A esas alturas de la noche ya había ido a ver a la señorita Baillet, una institutriz del barrio de Belgravia, postrada en cama tras un ataque de apoplejía, y a la señorita Swann, una sombrerera aquejada de una fiebre totalmente inexplicable. Había pasado el resto de la noche ordenando el dispensario y haciendo la ronda por las diferentes estancias a fin de cerciorarse de que todo estaba bien. La superintendente Nightingale había insistido en que era imprescindible limpiar y ordenar el hospital todos los días. Repetía además la importancia de ventilar las habitaciones, dejando entrar el aire limpio, o todo lo limpio que era posible en Londres, sobre todo de noche. Se había mostrado igualmente firme en la necesidad de cambiar a diario los vendajes aplicados a cada herida y servir alimentos nutritivos en todas las comidas. Muchos círculos habían acogido con escepticismo o indiferencia las ideas de Florence Nightingale. Incluso los médicos encargados de atender a las pacientes parecían considerarlas irrelevantes e inofensivas. Sin embargo, Eleanor había llegado a abrazar los ideales de la superintendente y se enorgullecía de figurar entre las muchachas -a sus diecinueve años era la más joven de todas- aceptada en el programa de formación de enfermeras.

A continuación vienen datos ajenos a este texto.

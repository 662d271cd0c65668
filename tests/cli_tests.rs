// Copyright (c) AlphaVelocity.
// All rights reserved.
//
// This source code is licensed under the license found in the
// LICENSE file in the root directory of this source tree.

use chrono::{Duration, Utc};
use fintrack::cli::build_cli;
use fintrack::commands::categories::{id_for_category, list_categories, soft_delete_category};
use fintrack::commands::currencies::{currency_by_code, set_rate};
use fintrack::commands::limits::{evaluate_limit, get_limit, set_limit, NewLimit};
use fintrack::commands::transactions::recent_transactions;
use fintrack::commands::users::register_user;
use fintrack::commands::{chat, limits, transactions};
use fintrack::db;
use fintrack::window::Period;
use rusqlite::Connection;
use rust_decimal::Decimal;
use std::io::Cursor;

fn setup() -> (Connection, i64) {
    let mut conn = Connection::open_in_memory().unwrap();
    db::init_schema(&conn).unwrap();
    let user_id = register_user(&mut conn, 42, "alice").unwrap();
    (conn, user_id)
}

fn chat_output(conn: &mut Connection, user_id: i64, script: &str) -> String {
    let mut out = Vec::new();
    chat::run(conn, user_id, Cursor::new(script.to_string()), &mut out).unwrap();
    String::from_utf8(out).unwrap()
}

#[test]
fn limit_set_and_tx_add_from_args() {
    let (mut conn, user_id) = setup();
    let m = build_cli()
        .try_get_matches_from([
            "fintrack", "-u", "42", "limit", "set", "-c", "Food", "--amount", "100", "--period",
            "week", "--auto-renew",
        ])
        .unwrap();
    let (_, sub) = m.subcommand().unwrap();
    limits::handle(&mut conn, sub).unwrap();

    let food = id_for_category(&conn, user_id, "Food").unwrap();
    let limit = get_limit(&conn, user_id, food).unwrap().unwrap();
    assert_eq!(limit.period, "7d");
    assert!(limit.is_updating);

    let m = build_cli()
        .try_get_matches_from([
            "fintrack", "tx", "add", "--user", "42", "-c", "Food", "--amount", "85,5", "--comment",
            "lunch",
        ])
        .unwrap();
    let (_, sub) = m.subcommand().unwrap();
    transactions::handle(&conn, sub).unwrap();

    let recent = recent_transactions(&conn, user_id, food, 5).unwrap();
    assert_eq!(recent.len(), 1);
    assert_eq!(recent[0].amount, Decimal::new(855, 1));
    assert_eq!(recent[0].comment.as_deref(), Some("lunch"));
    assert_eq!(evaluate_limit(&conn, user_id, food).unwrap().percent_used, Some(85.5));
}

#[test]
fn bad_period_is_rejected() {
    let (mut conn, _) = setup();
    let m = build_cli()
        .try_get_matches_from([
            "fintrack", "-u", "42", "limit", "set", "-c", "Food", "--amount", "100", "--period",
            "fortnight",
        ])
        .unwrap();
    let (_, sub) = m.subcommand().unwrap();
    assert!(limits::handle(&mut conn, sub).is_err());
}

#[test]
fn unknown_user_is_rejected() {
    let (conn, _) = setup();
    let m = build_cli()
        .try_get_matches_from(["fintrack", "-u", "7", "tx", "add", "-c", "Food", "--amount", "1"])
        .unwrap();
    let (_, sub) = m.subcommand().unwrap();
    assert!(transactions::handle(&conn, sub).is_err());
}

#[test]
fn trailing_months_are_bounded() {
    assert!(build_cli()
        .try_get_matches_from(["fintrack", "stats", "trailing", "--months", "0"])
        .is_err());
}

#[test]
fn chat_records_expense() {
    let (mut conn, user_id) = setup();
    let out = chat_output(&mut conn, user_id, "/spend Food\nabc\n15\n-\n/quit\n");
    assert!(out.contains("Enter a valid positive number"));
    assert!(out.contains("Saved"));

    let food = id_for_category(&conn, user_id, "Food").unwrap();
    let recent = recent_transactions(&conn, user_id, food, 5).unwrap();
    assert_eq!(recent.len(), 1);
    assert!(recent[0].is_expense);
    assert!(recent[0].comment.is_none());
}

#[test]
fn chat_limit_then_warning() {
    let (mut conn, user_id) = setup();
    let out = chat_output(
        &mut conn,
        user_id,
        "/limit Food\n100\nfortnight\nweek\nyes\n/spend Food\n90\ncoffee\n",
    );
    assert!(out.contains("Invalid period"));
    assert!(out.contains("Limit set"));
    assert!(out.contains("90.0% of the limit used"));

    let out = chat_output(&mut conn, user_id, "/spend Food\n20\n-\n");
    assert!(out.contains("Limit exceeded: 110.0% used"));
}

#[test]
fn chat_category_lifecycle() {
    let (mut conn, user_id) = setup();
    let out = chat_output(
        &mut conn,
        user_id,
        "/newcat\nBooks\n/rename Books\nNovels\n/delete Novels\nno\n\
         /delete Novels\nyes\n/restore Nope\n",
    );
    assert!(out.contains("Cancelled"));
    assert!(out.contains("Category deleted"));
    assert!(out.contains("Category 'Nope' not found"));

    let novels = list_categories(&conn, user_id)
        .unwrap()
        .into_iter()
        .find(|c| c.name == "Novels")
        .unwrap();
    assert!(novels.is_deleted);
    assert!(novels.deleted_at.is_some());
}

#[test]
fn chat_ignores_free_text_when_idle() {
    let (mut conn, user_id) = setup();
    let out = chat_output(&mut conn, user_id, "hello\n/cancel\n");
    assert!(out.matches("Commands:").count() >= 2);
    assert!(out.contains("Cancelled"));
}

fn kzt_limit_without_rate(conn: &mut Connection, user_id: i64) -> i64 {
    let food = id_for_category(conn, user_id, "Food").unwrap();
    let kzt = currency_by_code(conn, "KZT").unwrap().id;
    set_limit(
        conn,
        &NewLimit {
            user_id,
            category_id: food,
            currency_id: kzt,
            amount: Decimal::new(5000, 0),
            period: Period::Days(30),
            auto_renew: true,
            start_date: Utc::now() - Duration::days(1),
            end_date: None,
        },
    )
    .unwrap();
    set_rate(conn, "KZT", Decimal::ZERO, None, None).unwrap();
    food
}

#[test]
fn chat_spend_survives_limit_without_rate() {
    let (mut conn, user_id) = setup();
    let food = kzt_limit_without_rate(&mut conn, user_id);

    let out = chat_output(&mut conn, user_id, "/spend Food\n10\n-\n/spend Food\n5\n-\n");
    assert_eq!(out.matches("Saved").count(), 2);
    assert_eq!(out.matches("Limit could not be checked").count(), 2);
    assert_eq!(recent_transactions(&conn, user_id, food, 5).unwrap().len(), 2);
}

#[test]
fn tx_add_survives_limit_without_rate() {
    let (mut conn, user_id) = setup();
    let food = kzt_limit_without_rate(&mut conn, user_id);

    let m = build_cli()
        .try_get_matches_from(["fintrack", "-u", "42", "tx", "add", "-c", "Food", "--amount", "10"])
        .unwrap();
    let (_, sub) = m.subcommand().unwrap();
    transactions::handle(&conn, sub).unwrap();
    assert_eq!(recent_transactions(&conn, user_id, food, 5).unwrap().len(), 1);
}

#[test]
fn deleted_category_takes_no_records() {
    let (mut conn, user_id) = setup();
    let food = id_for_category(&conn, user_id, "Food").unwrap();
    soft_delete_category(&conn, food, Utc::now()).unwrap();

    let out = chat_output(&mut conn, user_id, "/spend Food\n/limit Food\n");
    assert_eq!(out.matches("Category 'Food' not found").count(), 2);

    let m = build_cli()
        .try_get_matches_from(["fintrack", "-u", "42", "tx", "add", "-c", "Food", "--amount", "10"])
        .unwrap();
    let (_, sub) = m.subcommand().unwrap();
    assert!(transactions::handle(&conn, sub).is_err());
    assert!(recent_transactions(&conn, user_id, food, 5).unwrap().is_empty());

    let m = build_cli()
        .try_get_matches_from([
            "fintrack", "-u", "42", "limit", "set", "-c", "Food", "--amount", "100", "--period",
            "week",
        ])
        .unwrap();
    let (_, sub) = m.subcommand().unwrap();
    assert!(limits::handle(&mut conn, sub).is_err());
    assert!(get_limit(&conn, user_id, food).unwrap().is_none());

    let out = chat_output(&mut conn, user_id, "/restore Food\nyes\n/spend Food\n3\n-\n");
    assert!(out.contains("Saved"));
}

#[test]
fn chat_rejects_amount_that_rounds_to_zero() {
    let (mut conn, user_id) = setup();
    let out = chat_output(&mut conn, user_id, "/spend Food\n0.001\n0.01\n-\n");
    assert!(out.contains("Enter a valid positive number"));
    assert!(out.contains("Saved"));

    let food = id_for_category(&conn, user_id, "Food").unwrap();
    let recent = recent_transactions(&conn, user_id, food, 5).unwrap();
    assert_eq!(recent.len(), 1);
    assert_eq!(recent[0].amount, Decimal::new(1, 2));
}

Cerró con llave el dispensario, sobre todo para tener a buen recaudo el láudano, pues muchas pacientes lo pedían como remedio para el insomnio, y se miró en el espejo durante un rato. Se había puesto horquillas para mantener sujeta la oscura melena debajo del gorro blanco de enfermera, pero ésta empezaba a desmandarse y tuvo que aplastar el pelo para ponerlo otra vez en su sitio. Si la superintendente abandonaba sus habitaciones en la última planta y veía a la enfermera de guardia despeinada, no le iba a hacer mucha gracia.
Prestaba una atención solícita a los pacientes, cierto, pero pertenecía a esa clase de personas de las que preferirías no recibir una reprimenda.
Eleanor bajó la lámpara de aceite y salió al hall. Estaba a punto de subir las escaleras para poner en orden el solárium -la señorita Nightingale creía fervientemente en el poder sanador de la luz del sol- cuando algo atrajo su atención hacia la puerta principal. A través de los cristales de la misma entrevió cómo tres hombres bajaban de un carruaje detenido justo delante de los escalones de la entrada, y cuando miró con atención, descubrió, no sin sorpresa, que el terceto estaba subiendo la escalinata. ¿Acaso no sabían que las visitas sólo estaban permitidas durante ciertas horas de la tarde?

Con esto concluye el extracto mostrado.